In the fall of 2015, the Hogarth Shakespeare project launched a series of novels reimagining Shakespeare’s work.  Each novel will be written by a notable contemporary author who will modernize one of Shakespeare’s works. The first book in the series is Jeanette Winterson’s The Gap of Time, based on A Winter's Tale. Both the play and the new novel explore themes of love, jealousy, loss, remorse and forgiveness within families. The Gap of Time is set in London after the financial crisis of 2008 with an exiled baby daughter who is raised in a storm-ravaged American city, New Bohemia. This new telling is intelligent, powerful and insightful.

Happy April 23rd Birthday, William Shakespeare!

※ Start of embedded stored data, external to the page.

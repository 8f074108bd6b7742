//! Configuration for an h2yaml run. Loading and layering of the configuration sources lives in
//! the `h2yaml` crate's CLI module; this is only the deserialized result.

use serde::Deserialize;
use serde_json::Value;
use std::collections::HashMap;
use std::path::{Path, PathBuf};

/// Path that stands for standard input.
pub const STDIN: &str = "-";

#[derive(Debug, Deserialize)]
pub struct Config {
    /// Header to convert, or `-` to read standard input.
    pub input: PathBuf,

    /// Only declarations from headers whose basename matches this regex are emitted.
    pub filter_header: String,

    /// Assign `_arg<i>` names to anonymous function parameters.
    pub canonicalization: bool,

    /// Mimic the text conventions of the legacy cast-to-yaml tool.
    pub compat_cast_to_yaml: bool,

    /// The clang binary used to produce the AST.
    pub clang: String,

    /// Extra arguments passed to clang.
    pub clang_args: Vec<String>,

    /// Compiler whose system include directories are added to clang's include path. Falls back
    /// to the `CC` environment variable.
    pub cc: Option<String>,

    #[serde(flatten)]
    pub unknown: HashMap<String, Value>,
}

impl Config {
    /// Returns true if the input is standard input rather than a file.
    pub fn reads_stdin(&self) -> bool {
        self.input == Path::new(STDIN)
    }

    /// Returns a config with default settings, reading `input`. For use in tests.
    pub fn mock(input: impl Into<PathBuf>) -> Config {
        Config {
            input: input.into(),
            filter_header: ".*".into(),
            canonicalization: false,
            compat_cast_to_yaml: false,
            clang: "clang".into(),
            clang_args: vec![],
            cc: None,
            unknown: HashMap::new(),
        }
    }
}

--Cathy Seblonka, Collection Development/Reference Librarian





Monday, April 11, 2016

Women of Michigan



March is Women’s History month.  This column will focus on titles about Michigan women that are located in the Michigan Nonfiction and Adult Nonfiction section.  
Annie Clemenc & the Great Keweenaw Copper Strike, by Comstock, Lyndon.  2013. 
Lyndon Comstock writes about a young Slovian woman who was instrumental leader in early 20th century. Annie Clemenc was a young heroic female activist who had an active leadership role in organizing support for miners during the copper mining strike in Michigan’s Keweenaw Peninsula, 1913-1914.  Supporters of the strikers often referred to Annie as the Joan of Arc of Calumet and her actions support this claim. Newspaper reports about this heroine include being arrested numerous times, an altercation with the Michigan Militia and carrying the American flag in posting parades. This biography provides an interesting read for those who like historical reflections about the copper mines. 
Recovering Ruth, A Biographer’s Tale, by Root, Robert. 2003.  
This Michigan Notable title is one author’s attempt at editing and annotating a nineteenth-century diary of time spent on Isle Royale written by Ruth Edgerton Douglass, wife of Columbus C. Douglass who assisted in the first geological survey of Michigan and was very active in exploring the Keweenaw Peninsula. Root writes an essay about the journey of dissecting and interpreting the nineteenth century woman’s life through books, historical papers and by foot, car and canoe, becoming entangled in her life almost as if he were a time traveler.
Remarkable Michigan Women, by Pferdehirt, Julia. 2007.
This title profiles the remarkable lives of twelve historical women born before 1915. Those profiled include Laura Haviland who was an abolitionist and Underground Railroad activist; Civil War veteran Sara Emma Edmonds, a solider, nurse, and spy; Magdaleine la Frambois a Metis fur trader and prominent business owner who played a vital role in the establishment of Mackinaw Island as a community.
The Sound the Stars make rushing through the Sky by Schoolcraft,  Jane Johnston. 2007. 
This collection of writings comes from the first American Indian literary writer, Indian woman writer, and Indian poet, Jane Johnston Schoolcraft who was born in 1800 in Sault Ste. Marie, Michigan with a native name of Bamewawagezhikaquy. An interesting aspect of the collection is the ability of the author to interpret these writings when there are no apparent organized manuscripts of her works. Superbly written, Schoolcraft’s writings are deep and meaningful for those readers seeking her cleverly arranged clues within the writings.